Problem of the Week
Problem B and Solution
"Palindr"-homes
Problem
Jorge and Phyllis live on a street where houses are numbered between 10001 and 10997, with
10001 being the first house number, and 10997 the last. However, only every sixth number is
used, i.e., 10001 is used, but 10002, 10003, 10004, 10005, 10006 are not, then 10007 is used,
and so on.
a) How many homes are on this street?
b) How many of the house numbers on this street are palindromes (i.e., the digits occur in
the same order both forward and reversed, such as 909)?
Solution
a) Since 10 997 − 10 001 = 996, and only every sixth number is used, there are
966 ÷ 6 = 166 possible house numbers after 10001. Thus, including the first
house (numbered 10001), the number of homes on this street is
166 + 1 = 167 homes.
b) Palindromes are numbers which appear the same when the digits are
reversed. Thus, between 10001 and 10997, there are ten palindromes,
10001, 10101, 10201, 10301, 10401, 10501, 10601, 10701, 10801, and 10901.
(The next palindrome would be 11011, which is greater than 10997.)

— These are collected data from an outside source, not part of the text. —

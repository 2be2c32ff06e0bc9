//! Capability-driven selection between the two rendering strategies.

use crate::core::output::TerminalCmd;
use crate::core::terminal::Terminal;
use crate::render::direct::DirectRenderer;
use crate::render::frame::View;
use crate::render::reconciled::ReconciledRenderer;

#[derive(Debug, Clone, Copy, Default, PartialEq, Eq)]
pub enum RenderMode {
    #[default]
    Reconciled,
    Direct,
}

impl RenderMode {
    /// Case-insensitive `"reconciled"` / `"direct"`.
    pub fn parse(value: &str) -> Option<Self> {
        match value.trim().to_ascii_lowercase().as_str() {
            "reconciled" => Some(Self::Reconciled),
            "direct" => Some(Self::Direct),
            _ => None,
        }
    }

    pub fn as_str(self) -> &'static str {
        match self {
            Self::Reconciled => "reconciled",
            Self::Direct => "direct",
        }
    }
}

#[derive(Debug, Clone, Copy, PartialEq, Eq)]
pub struct Capabilities {
    pub supports_raw_mode: bool,
}

impl Capabilities {
    pub fn of<T: Terminal + ?Sized>(terminal: &T) -> Self {
        Self {
            supports_raw_mode: terminal.supports_raw_mode(),
        }
    }
}

/// A rendering strategy: turns view state into terminal commands.
pub trait Renderer: Send {
    fn mode(&self) -> RenderMode;

    /// Input gained focus. Direct mode re-captures its anchor here.
    fn focus(&mut self) -> Vec<TerminalCmd>;

    /// Input lost focus; restore cursor state.
    fn blur(&mut self) -> Vec<TerminalCmd>;

    /// Offer a cursor position report (1-based). Returns whether it was consumed.
    fn cursor_report(&mut self, row: u16, col: u16) -> bool;

    /// Forget cached frames so the next render redraws everything.
    fn invalidate(&mut self);

    fn render(&mut self, view: &View<'_>, columns: u16, rows: u16) -> Vec<TerminalCmd>;
}

/// Maps editor and transcript state to terminal output in one of two modes.
pub struct TerminalBridge {
    renderer: Box<dyn Renderer>,
}

impl TerminalBridge {
    /// Use `preferred` when the terminal can support it, else reconciled mode.
    pub fn select(preferred: RenderMode, capabilities: Capabilities) -> Self {
        let mode = match preferred {
            RenderMode::Direct if !capabilities.supports_raw_mode => {
                tracing::info!(
                    target: "chatline::render",
                    "raw mode unsupported; falling back to reconciled rendering"
                );
                RenderMode::Reconciled
            }
            mode => mode,
        };
        let renderer: Box<dyn Renderer> = match mode {
            RenderMode::Reconciled => Box::new(ReconciledRenderer::new()),
            RenderMode::Direct => Box::new(DirectRenderer::new()),
        };
        Self { renderer }
    }

    /// Wrap a custom strategy.
    pub fn with_renderer(renderer: Box<dyn Renderer>) -> Self {
        Self { renderer }
    }

    pub fn mode(&self) -> RenderMode {
        self.renderer.mode()
    }

    pub fn focus(&mut self) -> Vec<TerminalCmd> {
        self.renderer.focus()
    }

    pub fn blur(&mut self) -> Vec<TerminalCmd> {
        self.renderer.blur()
    }

    pub fn cursor_report(&mut self, row: u16, col: u16) -> bool {
        self.renderer.cursor_report(row, col)
    }

    pub fn resize(&mut self) {
        self.renderer.invalidate();
    }

    pub fn render(&mut self, view: &View<'_>, columns: u16, rows: u16) -> Vec<TerminalCmd> {
        self.renderer.render(view, columns, rows)
    }
}

impl std::fmt::Debug for TerminalBridge {
    fn fmt(&self, f: &mut std::fmt::Formatter<'_>) -> std::fmt::Result {
        f.debug_struct("TerminalBridge")
            .field("mode", &self.mode())
            .finish()
    }
}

However, the desired house numbers must also be such that the palindrome
minus 10001 is divisible by 6, since only every sixth number is used. The ten
differences are
0, 100, 200, 300, 400, 500, 600, 700, 800, and 900.
Of these differences, we see that only four of the numbers, namely 0, 300,
600, and 900 are divisible by 6. It follows that only the four house numbers
10001, 10301, 10601, and 10901 are palindromes.